O secretário de Estado dos EUA, Marco Rubio, assegurou aos aliados do Golfo que Washington está comprometido em proteger seus interesses enquanto busca um acordo final sobre a guerra no Oriente Médio, em negociações com o Irã. No entanto, essa situação levantou preocupações entre analistas, que afirmam que a administração americana está em estado de "pânico" diante da possibilidade de que os Estados do Golfo desenvolvam um arranjo de segurança próprio.
Temor de novos arranjos de segurança
Em entrevista à FRANCE 24, o jornalista independente e autor da newsletter Badlands, Borzou Daraghai, destacou que a Casa Branca teme que países do Golfo possam criar uma alternativa de segurança que comprometa os Acordos de Abraão. Esses acordos, assinados em 2020, normalizaram as relações entre Israel e vários Estados árabes, incluindo os Emirados Árabes Unidos e Bahrein, e foram vistos como um marco na política de segurança do Oriente Médio.
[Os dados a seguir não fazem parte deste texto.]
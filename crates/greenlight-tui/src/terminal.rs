//! Terminal setup and teardown.

use crossterm::{
    execute,
    terminal::{EnterAlternateScreen, LeaveAlternateScreen, disable_raw_mode, enable_raw_mode},
};
use ratatui::{Terminal, backend::CrosstermBackend};
use std::io::{self, Stdout};

/// Type alias for our terminal.
pub type Term = Terminal<CrosstermBackend<Stdout>>;

/// Initialize the terminal for TUI mode.
///
/// # Errors
///
/// Returns an I/O error when raw mode or the alternate screen cannot be
/// entered.
pub fn init_terminal() -> io::Result<Term> {
    enable_raw_mode()?;
    let mut stdout = io::stdout();
    execute!(stdout, EnterAlternateScreen)?;
    let backend = CrosstermBackend::new(stdout);
    let terminal = Terminal::new(backend)?;
    Ok(terminal)
}

/// Restore the terminal to normal mode.
///
/// # Errors
///
/// Returns an I/O error when the terminal state cannot be restored.
pub fn restore_terminal(terminal: &mut Term) -> io::Result<()> {
    disable_raw_mode()?;
    execute!(terminal.backend_mut(), LeaveAlternateScreen)?;
    terminal.show_cursor()?;
    Ok(())
}
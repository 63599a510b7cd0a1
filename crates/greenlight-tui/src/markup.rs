//! Rich text rendering for request messages.
//!
//! Upstream services author messages in a small HTML-ish subset: `<b>`,
//! `<i>` (and their `strong`/`em` aliases), `<br>`, and the common named
//! entities. This module converts that subset into styled ratatui lines.
//! Unknown tags are dropped, their content kept.

use ratatui::style::{Modifier, Style};
use ratatui::text::{Line, Span};

/// Convert message markup into renderable lines.
///
/// An empty message produces no lines. Color is not applied here; callers
/// patch the theme's text color over the result.
#[must_use]
pub fn to_lines(markup: &str) -> Vec<Line<'static>> {
    if markup.is_empty() {
        return Vec::new();
    }

    let chars: Vec<char> = markup.chars().collect();
    let mut lines: Vec<Line<'static>> = Vec::new();
    let mut spans: Vec<Span<'static>> = Vec::new();
    let mut current = String::new();
    let mut bold = false;
    let mut italic = false;
    let mut i = 0usize;

    // Close out the text run accumulated under the current style.
    fn flush(spans: &mut Vec<Span<'static>>, current: &mut String, bold: bool, italic: bool) {
        if current.is_empty() {
            return;
        }
        let mut style = Style::default();
        if bold {
            style = style.add_modifier(Modifier::BOLD);
        }
        if italic {
            style = style.add_modifier(Modifier::ITALIC);
        }
        spans.push(Span::styled(std::mem::take(current), style));
    }

    while i < chars.len() {
        match chars[i] {
            '<' => {
                let Some(end) = find_from(&chars, i.saturating_add(1), '>') else {
                    // Unterminated tag: keep the rest as literal text.
                    current.extend(&chars[i..]);
                    break;
                };
                let tag: String = chars[i.saturating_add(1)..end].iter().collect();
                let name = tag.trim().trim_end_matches('/').trim().to_ascii_lowercase();
                match name.as_str() {
                    "b" | "strong" => {
                        flush(&mut spans, &mut current, bold, italic);
                        bold = true;
                    },
                    "/b" | "/strong" => {
                        flush(&mut spans, &mut current, bold, italic);
                        bold = false;
                    },
                    "i" | "em" => {
                        flush(&mut spans, &mut current, bold, italic);
                        italic = true;
                    },
                    "/i" | "/em" => {
                        flush(&mut spans, &mut current, bold, italic);
                        italic = false;
                    },
                    "br" => {
                        flush(&mut spans, &mut current, bold, italic);
                        lines.push(Line::from(std::mem::take(&mut spans)));
                    },
                    _ => {},
                }
                i = end.saturating_add(1);
            },
            '\n' => {
                flush(&mut spans, &mut current, bold, italic);
                lines.push(Line::from(std::mem::take(&mut spans)));
                i = i.saturating_add(1);
            },
            '&' => {
                let (text, next) = decode_entity(&chars, i);
                current.push_str(&text);
                i = next;
            },
            c => {
                current.push(c);
                i = i.saturating_add(1);
            },
        }
    }

    flush(&mut spans, &mut current, bold, italic);
    if !spans.is_empty() || lines.is_empty() {
        lines.push(Line::from(spans));
    }
    lines
}

/// Find `needle` in `chars` at or after `from`.
fn find_from(chars: &[char], from: usize, needle: char) -> Option<usize> {
    chars
        .iter()
        .enumerate()
        .skip(from)
        .find_map(|(idx, &c)| (c == needle).then_some(idx))
}

/// Decode an entity starting at the `&` in `chars[at]`.
///
/// Returns the decoded (or literal) text and the index to resume from.
fn decode_entity(chars: &[char], at: usize) -> (String, usize) {
    const MAX_ENTITY_LEN: usize = 8;

    let mut j = at.saturating_add(1);
    let mut name = String::new();
    while j < chars.len() && name.len() < MAX_ENTITY_LEN {
        let c = chars[j];
        if c == ';' {
            let decoded = match name.as_str() {
                "amp" => Some('&'),
                "lt" => Some('<'),
                "gt" => Some('>'),
                "quot" => Some('"'),
                "#39" | "apos" => Some('\''),
                "nbsp" => Some(' '),
                _ => None,
            };
            return match decoded {
                Some(c) => (c.to_string(), j.saturating_add(1)),
                // Unknown entity: keep it verbatim.
                None => (format!("&{name};"), j.saturating_add(1)),
            };
        }
        if !c.is_ascii_alphanumeric() && c != '#' {
            break;
        }
        name.push(c);
        j = j.saturating_add(1);
    }

    // No terminator: a bare ampersand.
    ("&".to_string(), at.saturating_add(1))
}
A situação no Oriente Médio
As negociações em andamento com o Irã, que incluem discussões sobre a influência iraniana na região, estão em um momento crítico. A possibilidade de uma aproximação entre os Estados do Golfo e Teerã pode desestabilizar ainda mais a já complexa dinâmica geopolítica. A insegurança em relação ao futuro das alianças tradicionais dos EUA na região levantou alarmes em Washington, que teme perder influência.
Reações e implicações
O sentimento de urgência em Washington reflete a crescente incerteza sobre a estabilidade no Oriente Médio e a posição dos EUA como mediadores de paz. A criação de um novo arranjo de segurança pelos países do Golfo poderia não apenas limitar a influência americana, mas também alterar a forma como as potências regionais e globais interagem nessa zona estratégica.